NCL Home > Documentation > Functions > Empirical orthogonal functions

eofunc

Compute empirical orthogonal functions (EOFs, aka: Principal Component Analysis).

Prototype

	function eofunc (
		data    : numeric,  
		neval   : integer,  
		optEOF  : logical   
	)

	return_val  :  numeric

Arguments

data

A multi-dimensioned array in which the rightmost dimension is the number of observations. Generally, this is the time dimension.

neval

A scalar integer that specifies the number of eigenvalues and eigenvectors to be returned. This is usually less than or equal to the minimum number of observations or number of variables.

optEOF

A logical variable to which various optional arguments may be assigned as attributes. These optional arguments alter the default behavior of the function. Must be set to True prior to setting the attributes which are assigned using the @ operator:

Return value

A multi-dimensional array containing normalized EOFs. The returned array will be of the same size as data with the rightmost dimension removed and an additional leftmost dimension of the same size as neval added.
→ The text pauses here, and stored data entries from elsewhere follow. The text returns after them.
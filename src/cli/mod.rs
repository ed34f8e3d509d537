//! CLI argument parsing and output formatting
//!
//! Uses clap for ergonomic CLI argument definitions.

pub mod args;
pub mod console;
pub mod output;

pub use args::{Cli, Commands};
pub use console::ConsoleCommand;
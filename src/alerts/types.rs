//! Alert type definitions
//!
//! Core types for channels, edge detection and delivery.

use serde::{Deserialize, Serialize};
use std::fmt;
use std::str::FromStr;

use crate::error::ConfigError;

/// An independently alerted metric stream
#[derive(Debug, Clone, Copy, PartialEq, Eq, Hash, Serialize, Deserialize)]
#[serde(rename_all = "lowercase")]
pub enum Channel {
    /// Processor load
    Cpu,
    /// Available memory
    Memory,
}

impl fmt::Display for Channel {
    fn fmt(&self, f: &mut fmt::Formatter<'_>) -> fmt::Result {
        match self {
            Self::Cpu => write!(f, "cpu"),
            Self::Memory => write!(f, "memory"),
        }
    }
}

impl FromStr for Channel {
    type Err = ConfigError;

    fn from_str(s: &str) -> Result<Self, Self::Err> {
        match s.trim().to_ascii_lowercase().as_str() {
            "cpu" => Ok(Self::Cpu),
            "memory" | "mem" => Ok(Self::Memory),
            _ => Err(ConfigError::InvalidValue {
                key: "channel".to_string(),
                message: format!("unknown channel '{}'", s),
            }),
        }
    }
}

/// What to do with an alert message
#[derive(Debug, Clone, Copy, PartialEq, Eq)]
pub enum Delivery {
    /// Show the message and speak it
    ShowAndSpeak,
    /// Show the message without speech
    ShowSilently,
    /// Drop the message
    Suppress,
}

/// Transition reported by [`ChannelState::observe`]
#[derive(Debug, Clone, Copy, PartialEq, Eq)]
pub enum Edge {
    /// Metric just entered its alert range
    Rising,
    /// Metric is still in its alert range and has already alerted
    Holding,
    /// Metric just left its alert range
    Falling,
    /// Metric is in its normal range
    Quiet,
}

/// Debounce state for one channel
///
/// `armed` means an alert already fired for the current excursion. It is only
/// cleared when the metric returns to its normal range.
#[derive(Debug, Clone, Default)]
pub struct ChannelState {
    armed: bool,
    last_message: Option<String>,
}

impl ChannelState {
    /// Create a disarmed channel
    pub fn new() -> Self {
        Self::default()
    }

    /// Feed whether the latest sample is in the alert range
    ///
    /// Arms on the first in-range sample and disarms on the first
    /// out-of-range one.
    pub fn observe(&mut self, in_alert_range: bool) -> Edge {
        match (in_alert_range, self.armed) {
            (true, false) => {
                self.armed = true;
                Edge::Rising
            }
            (true, true) => Edge::Holding,
            (false, true) => {
                self.armed = false;
                Edge::Falling
            }
            (false, false) => Edge::Quiet,
        }
    }

    /// Whether an alert already fired for the current excursion
    pub fn is_armed(&self) -> bool {
        self.armed
    }

    /// Remember the last message produced for this channel
    pub fn set_last_message(&mut self, message: impl Into<String>) {
        self.last_message = Some(message.into());
    }

    /// The last message produced for this channel, delivered or not
    pub fn last_message(&self) -> Option<&str> {
        self.last_message.as_deref()
    }
}

/// Indicator shown by the notifier
#[derive(Debug, Clone, Copy, PartialEq, Eq, Default, Serialize)]
#[serde(rename_all = "lowercase")]
pub enum VisualState {
    #[default]
    Normal,
    Alert,
}

impl VisualState {
    /// Alert when any channel is in range
    pub fn from_alert(alert: bool) -> Self {
        if alert {
            Self::Alert
        } else {
            Self::Normal
        }
    }
}

impl fmt::Display for VisualState {
    fn fmt(&self, f: &mut fmt::Formatter<'_>) -> fmt::Result {
        match self {
            Self::Normal => write!(f, "normal"),
            Self::Alert => write!(f, "alert"),
        }
    }
}

/// Speaker voice gender
#[derive(Debug, Clone, Copy, PartialEq, Eq, Default, Serialize, Deserialize)]
#[serde(rename_all = "lowercase")]
pub enum VoiceGender {
    #[default]
    Male,
    Female,
}

impl VoiceGender {
    /// The other gender
    pub const fn opposite(self) -> Self {
        match self {
            Self::Male => Self::Female,
            Self::Female => Self::Male,
        }
    }
}

/// Voice used for a single spoken message
///
/// `rate` follows the usual synthesizer scale of -10 (slowest) to 10
/// (fastest) with 0 as normal speed.
#[derive(Debug, Clone, Copy, PartialEq, Eq, Default, Serialize, Deserialize)]
pub struct Voice {
    pub gender: VoiceGender,
    pub rate: i8,
}

impl Voice {
    /// Rate used for max-tier CPU alerts
    pub const URGENT_RATE: i8 = 2;

    /// Create a voice, clamping the rate into range
    pub fn new(gender: VoiceGender, rate: i8) -> Self {
        Self {
            gender,
            rate: rate.clamp(-10, 10),
        }
    }

    /// Opposite gender at the urgent rate
    pub fn urgent(self) -> Self {
        Self::new(self.gender.opposite(), Self::URGENT_RATE)
    }
}
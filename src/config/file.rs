//! Settings file loading
//!
//! Reads `perfwatch.toml` style files and rejects values the monitor cannot
//! use.

use crate::config::Settings;
use crate::error::ConfigError;

use std::io;
use std::path::{Path, PathBuf};

/// Accepted range for `speech.rate`
const RATE_RANGE: std::ops::RangeInclusive<i8> = -10..=10;

/// Settings file handler
pub struct SettingsFile;

impl SettingsFile {
    /// Load and validate settings from `path`
    pub fn load<P: AsRef<Path>>(path: P) -> Result<Settings, ConfigError> {
        let path = path.as_ref();

        let content = std::fs::read_to_string(path).map_err(|e| match e.kind() {
            io::ErrorKind::NotFound => ConfigError::FileNotFound(path.display().to_string()),
            _ => ConfigError::InvalidValue {
                key: path.display().to_string(),
                message: e.to_string(),
            },
        })?;

        let settings: Settings = toml::from_str(&content)?;
        Self::validate(&settings)?;
        Ok(settings)
    }

    /// Load the first usable file from the default locations
    pub fn load_default() -> Option<Settings> {
        Self::load_first(Self::default_paths())
    }

    /// Load the first existing file in `paths` that parses and validates
    ///
    /// Broken files are logged and skipped so a stale system-wide file does
    /// not hide a good user file.
    pub fn load_first<I>(paths: I) -> Option<Settings>
    where
        I: IntoIterator<Item = PathBuf>,
    {
        paths
            .into_iter()
            .filter(|path| path.is_file())
            .find_map(|path| match Self::load(&path) {
                Ok(settings) => {
                    log::info!("Loaded settings from {}", path.display());
                    Some(settings)
                }
                Err(e) => {
                    log::warn!("Skipping {}: {}", path.display(), e);
                    None
                }
            })
    }

    /// Search order; the first usable file wins
    pub fn default_paths() -> Vec<PathBuf> {
        let mut paths = vec![PathBuf::from("/etc/perfwatch/config.toml")];
        if let Some(dir) = dirs::config_dir() {
            paths.push(dir.join("perfwatch").join("config.toml"));
        }
        paths.push(PathBuf::from("perfwatch.toml"));
        paths
    }

    fn validate(settings: &Settings) -> Result<(), ConfigError> {
        let invalid = |key: &str, message: String| ConfigError::InvalidValue {
            key: key.to_string(),
            message,
        };

        if !RATE_RANGE.contains(&settings.speech.rate) {
            return Err(invalid(
                "speech.rate",
                format!(
                    "{} is outside {}..={}",
                    settings.speech.rate,
                    RATE_RANGE.start(),
                    RATE_RANGE.end()
                ),
            ));
        }
        if settings.speech.enabled && settings.speech.program.trim().is_empty() {
            return Err(invalid(
                "speech.program",
                "must name a program when speech is enabled".to_string(),
            ));
        }
        if settings.browser.remedial_url.trim().is_empty() {
            return Err(invalid("browser.remedial_url", "must not be empty".to_string()));
        }
        if matches!(&settings.browser.program, Some(p) if p.trim().is_empty()) {
            return Err(invalid(
                "browser.program",
                "must not be empty; omit it to use the platform opener".to_string(),
            ));
        }
        Ok(())
    }
}
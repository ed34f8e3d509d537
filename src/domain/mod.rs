//! Domain models for perfwatch
//!
//! This module contains the metric types produced by a sampler.
//! Types are validated on construction (fail-fast pattern).

pub mod metrics;
pub mod uptime;

pub use metrics::{CpuLoad, Sample};
pub use uptime::Uptime;
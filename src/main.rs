//! perfwatch - host performance monitor
//!
//! A command-line tool that watches CPU load and available memory and
//! raises debounced, mutable alerts.

use clap::Parser;
use perfwatch::cli::args::{generate_completions, Cli, Commands};
use perfwatch::commands::{run_monitor, run_mute, run_sample, run_show};
use perfwatch::config::{Settings, SettingsBuilder};
use perfwatch::error::{AppError, SamplerError, StoreError};

fn main() {
    // Initialize logging
    env_logger::Builder::from_env(env_logger::Env::default().default_filter_or("warn"))
        .format_timestamp(None)
        .init();

    // Parse CLI arguments
    let cli = Cli::parse();

    // Set log level based on verbose flag
    if cli.verbose {
        log::set_max_level(log::LevelFilter::Debug);
    }

    let result = load_settings(&cli).and_then(|settings| run(&cli, &settings));

    if let Err(e) = result {
        log::error!("{}", e);
        print_error(&e);
        std::process::exit(1);
    }
}

fn load_settings(cli: &Cli) -> Result<Settings, AppError> {
    let mut builder = SettingsBuilder::new()
        .with_file(cli.config.as_deref())?
        .with_verbose(cli.verbose.then_some(true))
        .with_store_path(cli.store.clone());

    if let Commands::Run(args) = &cli.command {
        builder = builder
            .with_speech(args.no_speech.then_some(false))
            .with_announce_startup(args.quiet.then_some(false))
            .with_abort_on_sampler_error(args.abort_on_sampler_error.then_some(true));
    }

    let settings = builder.build();

    if settings.general.verbose {
        log::set_max_level(log::LevelFilter::Debug);
    }
    Ok(settings)
}

fn run(cli: &Cli, settings: &Settings) -> Result<(), AppError> {
    match &cli.command {
        Commands::Run(_) => run_monitor(settings),

        Commands::Show => run_show(settings, cli.format),

        Commands::Mute { channel, level } => {
            run_mute(settings, (*channel).into(), (*level).into(), cli.format)
        }

        Commands::Sample => run_sample(cli.format),

        Commands::Completions { shell } => {
            generate_completions(*shell);
            Ok(())
        }
    }
}

fn print_error(err: &AppError) {
    eprintln!("Error: {}", err);

    // Print helpful hints for common errors
    match err {
        AppError::Store(StoreError::Io { path, .. }) => {
            eprintln!();
            eprintln!("Hint: Check that {} is writable.", path.display());
            eprintln!("      Use --store or PERFWATCH_STORE to pick another location.");
        }
        AppError::Sampler(SamplerError::Unsupported) => {
            eprintln!();
            eprintln!("Hint: CPU and memory sampling is not available on this platform.");
        }
        _ => {}
    }
}
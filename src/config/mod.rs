//! Settings system
//!
//! Handles TOML settings file parsing and CLI argument merging. Mute levels
//! are not settings; they live in the store (see [`crate::store`]).

pub mod builder;
pub mod file;

pub use builder::SettingsBuilder;
pub use file::SettingsFile;

use crate::alerts::{BrowserCommand, SpeechCommand, Voice, VoiceGender};
use crate::services::monitor::{MonitorConfig, DEFAULT_REMEDIAL_URL, SAMPLE_INTERVAL};
use serde::{Deserialize, Serialize};
use std::path::PathBuf;

/// File name of the mute store
pub const STORE_FILE_NAME: &str = "config.json";

/// Main settings structure
#[derive(Debug, Clone, Serialize, Deserialize, Default)]
#[serde(default)]
pub struct Settings {
    /// General settings
    pub general: GeneralSettings,
    /// Mute store location
    pub store: StoreSettings,
    /// Speech output
    pub speech: SpeechSettings,
    /// Browser launching
    pub browser: BrowserSettings,
}

/// General settings
#[derive(Debug, Clone, Serialize, Deserialize)]
#[serde(default)]
pub struct GeneralSettings {
    /// Enable verbose logging
    pub verbose: bool,
    /// Greet and tell the uptime on start
    pub announce_startup: bool,
    /// Stop monitoring when a sample cannot be read
    pub abort_on_sampler_error: bool,
}

impl Default for GeneralSettings {
    fn default() -> Self {
        Self {
            verbose: false,
            announce_startup: true,
            abort_on_sampler_error: false,
        }
    }
}

/// Mute store settings
#[derive(Debug, Clone, Serialize, Deserialize, Default)]
#[serde(default)]
pub struct StoreSettings {
    /// Path to the store file
    pub path: Option<PathBuf>,
}

/// Speech settings
#[derive(Debug, Clone, Serialize, Deserialize)]
#[serde(default)]
pub struct SpeechSettings {
    /// Speak alerts
    pub enabled: bool,
    /// espeak-compatible program
    pub program: String,
    /// Default voice gender
    pub voice: VoiceGender,
    /// Default rate (-10 to 10)
    pub rate: i8,
}

impl Default for SpeechSettings {
    fn default() -> Self {
        Self {
            enabled: true,
            program: "espeak-ng".to_string(),
            voice: VoiceGender::Male,
            rate: 0,
        }
    }
}

/// Browser settings
#[derive(Debug, Clone, Serialize, Deserialize)]
#[serde(default)]
pub struct BrowserSettings {
    /// Program used to open URLs (platform opener when unset)
    pub program: Option<String>,
    /// Page opened the first time the CPU maxes out
    pub remedial_url: String,
}

impl Default for BrowserSettings {
    fn default() -> Self {
        Self {
            program: None,
            remedial_url: DEFAULT_REMEDIAL_URL.to_string(),
        }
    }
}

impl Settings {
    /// Store path, falling back to the user config directory
    ///
    /// Uses the working directory when no config directory exists.
    pub fn store_path(&self) -> PathBuf {
        if let Some(path) = &self.store.path {
            return path.clone();
        }
        dirs::config_dir()
            .map(|dir| dir.join("perfwatch").join(STORE_FILE_NAME))
            .unwrap_or_else(|| PathBuf::from(STORE_FILE_NAME))
    }

    /// Default speaking voice
    pub fn voice(&self) -> Voice {
        Voice::new(self.speech.voice, self.speech.rate)
    }

    /// Speech program, if speech is enabled
    pub fn speech_command(&self) -> Option<SpeechCommand> {
        self.speech
            .enabled
            .then(|| SpeechCommand::new(self.speech.program.clone()))
    }

    /// Browser opener
    pub fn browser_command(&self) -> BrowserCommand {
        match &self.browser.program {
            Some(program) => BrowserCommand::new(program.clone()),
            None => BrowserCommand::default(),
        }
    }

    /// Convert to the monitor configuration
    pub fn monitor_config(&self) -> MonitorConfig {
        MonitorConfig {
            interval: SAMPLE_INTERVAL,
            voice: self.voice(),
            remedial_url: self.browser.remedial_url.clone(),
            announce_startup: self.general.announce_startup,
            abort_on_sampler_error: self.general.abort_on_sampler_error,
        }
    }
}
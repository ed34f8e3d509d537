//! Trait definitions for metric sampling
//!
//! These traits abstract over the host metrics backend to enable testing
//! with mocks.

use crate::domain::{CpuLoad, Sample};
use crate::error::SamplerError;
use std::time::Duration;

/// Source of host performance metrics
///
/// Each call returns an instantaneous reading. Implementations may need to
/// refresh internal counters, hence `&mut self`.
pub trait Sampler: Send {
    /// Current processor load across all cores
    fn cpu_load_percent(&mut self) -> Result<CpuLoad, SamplerError>;

    /// Memory available to new processes, in megabytes
    fn available_memory_mb(&mut self) -> Result<u64, SamplerError>;

    /// Time since boot
    fn uptime(&mut self) -> Result<Duration, SamplerError>;

    /// Read every metric for one tick
    fn sample(&mut self) -> Result<Sample, SamplerError> {
        let cpu_load = self.cpu_load_percent()?;
        let available_memory_mb = self.available_memory_mb()?;
        let uptime = self.uptime()?;
        Ok(Sample::new(cpu_load, available_memory_mb, uptime))
    }
}
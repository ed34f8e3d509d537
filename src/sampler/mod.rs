//! Metric sampling layer
//!
//! Provides a trait-based abstraction over the host metrics backend for
//! testability.

pub mod system;
pub mod traits;

pub use system::SystemSampler;
pub use traits::Sampler;
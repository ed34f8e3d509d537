//! Mute command implementation
//!
//! Changes a stored mute level without starting the monitor.

use crate::alerts::{AlertConfig, Channel, MuteLevel};
use crate::cli::args::OutputFormat;
use crate::cli::output::{print_output, Message};
use crate::config::Settings;
use crate::error::Result;
use crate::store::ConfigStore;

use super::open_store;

/// Set and persist a channel's mute level
pub fn run_mute(
    settings: &Settings,
    channel: Channel,
    level: MuteLevel,
    format: OutputFormat,
) -> Result<()> {
    let mut store = open_store(&settings.store_path())?;
    set_mute(&mut store, channel, level)?;

    let msg = Message {
        message: format!("{} alert mute set to {}", channel, level),
        success: true,
    };
    print_output(&msg, format)?;
    Ok(())
}

fn set_mute(store: &mut ConfigStore, channel: Channel, level: MuteLevel) -> Result<()> {
    let alerts = AlertConfig::load(store);
    alerts.set_mute_for(channel, level);
    alerts.save(store)?;
    Ok(())
}
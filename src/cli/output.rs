//! Output formatting utilities
//!
//! Provides table and JSON output formatting for CLI commands.

use crate::alerts::{AlertConfig, MuteLevel};
use crate::cli::args::OutputFormat;
use crate::domain::Sample;
use serde::Serialize;
use std::io::{self, Write};

/// Format and print output based on the selected format
pub fn print_output<T: Serialize + TableDisplay>(data: &T, format: OutputFormat) -> io::Result<()> {
    let stdout = io::stdout();
    let mut handle = stdout.lock();

    match format {
        OutputFormat::Table => {
            writeln!(handle, "{}", data.to_table())?;
        }
        OutputFormat::Json => {
            let json = serde_json::to_string_pretty(data).unwrap_or_else(|_| "{}".to_string());
            writeln!(handle, "{}", json)?;
        }
        OutputFormat::Compact => {
            writeln!(handle, "{}", data.to_compact())?;
        }
    }

    Ok(())
}

/// Trait for types that can be displayed as a table
pub trait TableDisplay {
    /// Format as a table string
    fn to_table(&self) -> String;

    /// Format as a compact single line
    fn to_compact(&self) -> String {
        self.to_table().replace('\n', " | ")
    }
}

/// Mute levels for display
#[derive(Debug, Clone, Serialize)]
pub struct MuteStatus {
    pub store: String,
    pub memory: MuteLevel,
    pub cpu: MuteLevel,
}

impl MuteStatus {
    pub fn new(store: impl Into<String>, config: &AlertConfig) -> Self {
        Self {
            store: store.into(),
            memory: config.memory_mute(),
            cpu: config.cpu_mute(),
        }
    }
}

impl TableDisplay for MuteStatus {
    fn to_table(&self) -> String {
        format!(
            "Store: {}\n  Memory alert mute: {}\n  CPU alert mute:    {}",
            self.store, self.memory, self.cpu
        )
    }

    fn to_compact(&self) -> String {
        format!("memory={} cpu={}", self.memory, self.cpu)
    }
}

impl TableDisplay for Sample {
    fn to_table(&self) -> String {
        format!("{}\n{}", self.status_line(), self.uptime)
    }

    fn to_compact(&self) -> String {
        format!(
            "cpu={}% mem={}MB uptime={}s",
            self.cpu_load.as_percentage(),
            self.available_memory_mb,
            self.uptime.as_duration().as_secs()
        )
    }
}

/// Simple message output
#[derive(Debug, Clone, Serialize)]
pub struct Message {
    pub message: String,
    pub success: bool,
}

impl TableDisplay for Message {
    fn to_table(&self) -> String {
        if self.success {
            format!("✓ {}", self.message)
        } else {
            format!("✗ {}", self.message)
        }
    }
}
Double if data is double, float otherwise.

The return variable will have associated with it the following attributes:

These attributes can be accessed using the @ operator:
print(return_val@pcvar)
print(return_val@pcrit)

Description

Computes Empirical Orthogonal Functions (EOFs) via a covariance matrix or, optionally, via a correlation matrix. This is also known as Principal Component Analysis or Eigen Analysis. The EOFs are calculated using LAPACK's "dspevx" routine. Missing values are ignored when computing the covariance or correlation matrix. The returned values are normalized such that the sum of squares for each EOF pattern equals one. To denormalize the returned EOFs multiply by the square root of the associated eigenvalue.

This function differs from eofcov and eofcor in that it may transpose the input data array prior to computing the EOFs. If data is transposed, a linear transformation is applied to the EOFs of the transposed array prior to returning. The reason for using this approach is computational efficiency.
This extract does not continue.